Snapshot testing and desired features

  • Several commenters want built-in snapshot testing similar to insta: auto-generating expected outputs, reviewing diffs, and accepting/rejecting changes instead of hand-writing assertions.
  • Snapshot masking of non-deterministic fields (timestamps, IDs) is seen as a big benefit.
  • Hurl currently doesn’t have snapshot support; other tools (e.g., Kreya) are adding it.

Positioning vs other HTTP tools

  • Many see Hurl more as a Postman/Runscope replacement than a curl replacement: persistent, shareable test suites in plain text, under version control.
  • Compared against IDE HTTP clients (VS Code REST Client, IntelliJ, Neovim plugins, httpYac, Bruno).

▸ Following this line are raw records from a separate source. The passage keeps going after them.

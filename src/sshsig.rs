/*
    SSHSIG envelope (openssh PROTOCOL.sshsig)

    byte[6]   "SSHSIG"
    uint32    version (1)
    string    publickey        ssh-rsa wire key
    string    namespace
    string    reserved
    string    hash_algorithm
    string    signature        string sig-algorithm || mpint s

    what is actually signed with the key is not the message but

    byte[6]   "SSHSIG"
    string    namespace
    string    reserved
    string    hash_algorithm
    string    H(message)
*/

use base64::engine::general_purpose::STANDARD;
use base64::Engine;
use log::{debug, trace};
use num_bigint::BigUint;

use crate::digest::HashAlg;
use crate::error::{Error, Result};
use crate::public_key::SshRsaPublicKey;
use crate::wire::{WireReader, WireWriter};

pub const MAGIC: &[u8; 6] = b"SSHSIG";
pub const VERSION: u32 = 1;

const BEGIN_ARMOR: &str = "-----BEGIN SSH SIGNATURE-----";
const END_ARMOR: &str = "-----END SSH SIGNATURE-----";

/// Modulus and signature integers recovered from an envelope.
#[derive(Clone, Debug, PartialEq, Eq)]
pub struct SignatureParts {
    pub modulus: BigUint,
    pub signature: BigUint,
}

#[derive(Clone, Debug, PartialEq, Eq)]
pub struct SshSig {
    pub public_key: SshRsaPublicKey,
    pub namespace: String,
    pub reserved: Vec<u8>,
    pub hash_algorithm: String,
    pub signature_algorithm: String,
    pub signature: BigUint,
}

impl SshSig {
    pub fn from_base64(encoded: &str) -> Result<Self> {
        let bytes = STANDARD
            .decode(encoded.trim())
            .map_err(|e| Error::InvalidFormat(format!("invalid base64 signature: {e}")))?;
        Self::from_bytes(&bytes)
    }

    /// Accepts the `-----BEGIN SSH SIGNATURE-----` form written by `ssh-keygen -Y sign`.
    pub fn from_armored(armored: &str) -> Result<Self> {
        let body = armored
            .trim()
            .strip_prefix(BEGIN_ARMOR)
            .and_then(|rest| rest.strip_suffix(END_ARMOR))
            .ok_or_else(|| Error::InvalidFormat("missing SSH SIGNATURE armor".into()))?;
        let encoded: String = body.split_whitespace().collect();
        Self::from_base64(&encoded)
    }

    pub fn from_bytes(bytes: &[u8]) -> Result<Self> {
        let mut reader = WireReader::new(bytes);
        reader.read_magic(MAGIC)?;

        let version = reader.read_uint32()?;
        if version != VERSION {
            return Err(Error::UnsupportedVersion(version));
        }

        let public_key_blob = reader.read_string()?;
        let namespace = reader.read_string()?;
        let reserved = reader.read_string()?;
        let hash_algorithm = reader.read_string()?;
        let signature_blob = reader.read_string()?;
        if !reader.is_empty() {
            trace!("ignoring {} trailing envelope bytes", reader.remaining());
        }

        let public_key = SshRsaPublicKey::from_wire(public_key_blob)?;

        let mut sig_reader = WireReader::new(signature_blob);
        let signature_algorithm = text_field("signature algorithm", sig_reader.read_string()?)?;
        let signature = sig_reader.read_mpint()?;

        let sig = Self {
            public_key,
            namespace: text_field("namespace", namespace)?,
            reserved: reserved.to_vec(),
            hash_algorithm: text_field("hash algorithm", hash_algorithm)?,
            signature_algorithm,
            signature,
        };
        debug!(
            "parsed SSHSIG: namespace {:?}, hash {}, {} over {} bit key",
            sig.namespace,
            sig.hash_algorithm,
            sig.signature_algorithm,
            sig.public_key.bits()
        );
        Ok(sig)
    }

    pub fn hash_alg(&self) -> Result<HashAlg> {
        HashAlg::from_name(&self.hash_algorithm)
    }

    pub fn modulus(&self) -> &BigUint {
        &self.public_key.n
    }

    pub fn parts(&self) -> SignatureParts {
        SignatureParts {
            modulus: self.public_key.n.clone(),
            signature: self.signature.clone(),
        }
    }

    /// Bytes the RSA key signed, given the digest of the message.
    pub fn signed_data(&self, message_digest: &[u8]) -> Vec<u8> {
        let mut writer = WireWriter::new();
        writer
            .write_raw(MAGIC)
            .write_string(self.namespace.as_bytes())
            .write_string(&self.reserved)
            .write_string(self.hash_algorithm.as_bytes())
            .write_string(message_digest);
        writer.into_bytes()
    }
}

// signed_data re-encodes these, so a lossy conversion would change the signed bytes
fn text_field(name: &str, bytes: &[u8]) -> Result<String> {
    String::from_utf8(bytes.to_vec())
        .map_err(|_| Error::InvalidFormat(format!("{name} is not valid UTF-8")))
}

/// Recovers `(modulus, signature)` from a base64 SSHSIG envelope.
pub fn parse_signature(encoded: &str) -> Result<SignatureParts> {
    SshSig::from_base64(encoded).map(|sig| sig.parts())
}

/// Legacy form: base64 of a bare big-endian signature.
pub fn parse_raw_signature(encoded: &str) -> Result<BigUint> {
    let bytes = STANDARD
        .decode(encoded.trim())
        .map_err(|e| Error::InvalidFormat(format!("invalid base64 signature: {e}")))?;
    if bytes.is_empty() {
        return Err(Error::InvalidFormat("empty signature".into()));
    }
    Ok(BigUint::from_bytes_be(&bytes))
}

#[cfg(test)]
mod tests {
    use super::*;
    use crate::fixtures;
    use crate::witness_gen::signature::encode_sshsig;

    fn envelope(version: u32, public_key: &[u8], signature_blob: &[u8]) -> String {
        let mut writer = WireWriter::new();
        writer
            .write_raw(MAGIC)
            .write_uint32(version)
            .write_string(public_key)
            .write_string(b"file")
            .write_string(b"")
            .write_string(b"sha512")
            .write_string(signature_blob);
        STANDARD.encode(writer.into_bytes())
    }

    fn sample_key() -> SshRsaPublicKey {
        SshRsaPublicKey {
            e: BigUint::from(65537u32),
            n: (BigUint::from(1u32) << 2047u32) + 12345u32,
            comment: None,
        }
    }

    #[test]
    fn test_parse_fixture_envelope() {
        let _ = env_logger::builder().is_test(true).try_init();
        let fixtures = fixtures::load();
        let sig = SshSig::from_base64(fixtures.sshsig_base64).unwrap();

        assert_eq!(sig.namespace, fixtures.sshsig_namespace);
        assert_eq!(sig.hash_algorithm, "sha512");
        assert_eq!(sig.signature_algorithm, "rsa-sha2-512");
        assert!(sig.reserved.is_empty());
        assert_eq!(sig.public_key.e, BigUint::from(65537u32));

        let parts = parse_signature(fixtures.sshsig_base64).unwrap();
        let modulus: BigUint = fixtures::SSHSIG_MODULUS_DECIMAL.parse().unwrap();
        let signature: BigUint = fixtures::SSHSIG_SIGNATURE_DECIMAL.parse().unwrap();
        assert_eq!(parts.modulus, modulus);
        assert_eq!(parts.signature, signature);
        assert_eq!(
            parts.modulus,
            crate::public_key::parse_public_key(fixtures.sshsig_public_key).unwrap()
        );
    }

    #[test]
    fn test_armored_matches_base64() {
        let fixtures = fixtures::load();
        assert_eq!(
            SshSig::from_armored(fixtures.sshsig_armored).unwrap(),
            SshSig::from_base64(fixtures.sshsig_base64).unwrap()
        );
        assert!(matches!(
            SshSig::from_armored(fixtures.sshsig_base64),
            Err(Error::InvalidFormat(_))
        ));
    }

    #[test]
    fn test_encode_decode_keeps_integers() {
        let key = sample_key();
        let s = (BigUint::from(0xdead_beefu32) << 1900u32) + 7u32;
        let encoded = encode_sshsig(&key, "git", "sha512", "rsa-sha2-512", &s);
        let parts = parse_signature(&encoded).unwrap();
        assert_eq!(parts.modulus, key.n);
        assert_eq!(parts.signature, s);
        assert_eq!(SshSig::from_base64(&encoded).unwrap().namespace, "git");
    }

    #[test]
    fn test_bad_magic() {
        let mut bytes = STANDARD.decode(fixtures::SSHSIG_BASE64).unwrap();
        bytes[0] = b'X';
        assert_eq!(
            parse_signature(&STANDARD.encode(bytes)),
            Err(Error::BadMagic)
        );
        assert_eq!(parse_signature("U1NI"), Err(Error::BadMagic));
    }

    #[test]
    fn test_unsupported_version() {
        let encoded = envelope(2, &sample_key().to_wire(), b"");
        assert_eq!(parse_signature(&encoded), Err(Error::UnsupportedVersion(2)));
    }

    #[test]
    fn test_truncated_envelope() {
        let mut bytes = STANDARD.decode(fixtures::SSHSIG_BASE64).unwrap();
        bytes.truncate(bytes.len() - 10);
        assert!(matches!(
            parse_signature(&STANDARD.encode(bytes)),
            Err(Error::TruncatedData { .. })
        ));
    }

    #[test]
    fn test_empty_signature_blob() {
        let encoded = envelope(1, &sample_key().to_wire(), b"");
        assert!(matches!(
            parse_signature(&encoded),
            Err(Error::TruncatedData { .. })
        ));
    }

    #[test]
    fn test_non_rsa_key_in_envelope() {
        let mut key = WireWriter::new();
        key.write_string(b"ssh-ed25519").write_string(&[7u8; 32]);
        let encoded = envelope(1, &key.into_bytes(), b"");
        assert!(matches!(
            parse_signature(&encoded),
            Err(Error::AlgorithmMismatch { .. })
        ));
    }

    #[test]
    fn test_invalid_base64() {
        assert!(matches!(
            parse_signature("%%%"),
            Err(Error::InvalidFormat(_))
        ));
    }

    #[test]
    fn test_signed_data_layout() {
        let fixtures = fixtures::load();
        let sig = SshSig::from_base64(fixtures.sshsig_base64).unwrap();
        let data = sig.signed_data(&[0xaa; 64]);

        let mut reader = WireReader::new(&data);
        reader.read_magic(MAGIC).unwrap();
        assert_eq!(reader.read_string().unwrap(), b"file");
        assert_eq!(reader.read_string().unwrap(), b"");
        assert_eq!(reader.read_string().unwrap(), b"sha512");
        assert_eq!(reader.read_string().unwrap(), &[0xaa; 64][..]);
        assert!(reader.is_empty());
    }

    #[test]
    fn test_non_utf8_namespace() {
        let mut sig_blob = WireWriter::new();
        sig_blob
            .write_string(b"rsa-sha2-512")
            .write_mpint(&BigUint::from(99u32));
        let mut writer = WireWriter::new();
        writer
            .write_raw(MAGIC)
            .write_uint32(VERSION)
            .write_string(&sample_key().to_wire())
            .write_string(&[0x66, 0xff, 0x66])
            .write_string(b"")
            .write_string(b"sha512")
            .write_string(&sig_blob.into_bytes());
        assert_eq!(
            SshSig::from_bytes(&writer.into_bytes()),
            Err(Error::InvalidFormat("namespace is not valid UTF-8".into()))
        );

        // valid non-ascii text goes back into the signed data unchanged
        let s = BigUint::from(1u32);
        let encoded = encode_sshsig(&sample_key(), "f\u{ff}le", "sha512", "rsa-sha2-512", &s);
        let sig = SshSig::from_base64(&encoded).unwrap();
        let data = sig.signed_data(&[]);
        let mut reader = WireReader::new(&data);
        reader.read_magic(MAGIC).unwrap();
        assert_eq!(reader.read_string().unwrap(), "f\u{ff}le".as_bytes());
    }

    #[test]
    fn test_legacy_raw_signature() {
        let fixtures = fixtures::load();
        let s = parse_raw_signature(fixtures.legacy_signature).unwrap();
        assert!(s.bits() <= 1024);
        assert!(s.bits() > 1016);
        assert_eq!(s.to_bytes_be()[..2], [0x98, 0xc3]);

        assert!(matches!(parse_raw_signature(""), Err(Error::InvalidFormat(_))));
        assert!(matches!(
            parse_raw_signature("no good"),
            Err(Error::InvalidFormat(_))
        ));
    }
}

Hurl’s advantages: editor-independent, CLI-first, text files committed directly, no GUI export/import.
  • Some users still prefer .http-file ecosystems due to existing IDE integration.

Workflow, syntax, and capabilities

  • Users like the ability to:
    • Capture values from responses ([Captures]) and reuse them in later requests.
    • Reference external files as bodies and as expected outputs.
    • Use environment files and template variables for profiles.
    • Assert on status, body, headers; use it in CI and as API documentation.
  • Status-code assertions living next to the request (HTTP 200) rather than in [Asserts] confuse some, but maintainers say HTTP also serves as response-section marker.
  • Hurl is HTTP-only: no JS engine, no browser interactions; it simulates only the underlying HTTP traffic.

Integrations, packaging, and roadmap

  • Maintainer mentions goals: better IDE integration, gRPC and WebSocket support, and official distro packages (Debian/Fedora).
  • There is already .netrc support; a dedicated config/rc file is planned.
  • Rust users highlight reusing .hurl files via a Rust library and cargo test, and wrapping libhurl for things like Lambda-based monitors.

Critiques, limitations, and open questions

  • Missing features or pain points: snapshot testing, includes/fixtures reuse, SSE/stream testing, regex backreferences, richer client state management, rc file.
  • Some find the DSL non-intuitive compared to a general-purpose language or framework (e.g., Django tests, Karate), and question why not “just use a scripting language.”
  • Others argue language-agnostic, black-box API tests are a feature: better contract testing, easier migrations, and clearer separation between implementation and interface.

Standardization and interoperability

  • Multiple tools (.http formats, capture syntaxes) are incompatible; a few wish for a shared standard.
  • Hurl offers hurlfmt → JSON export as a partial mitigation for migrating between tools.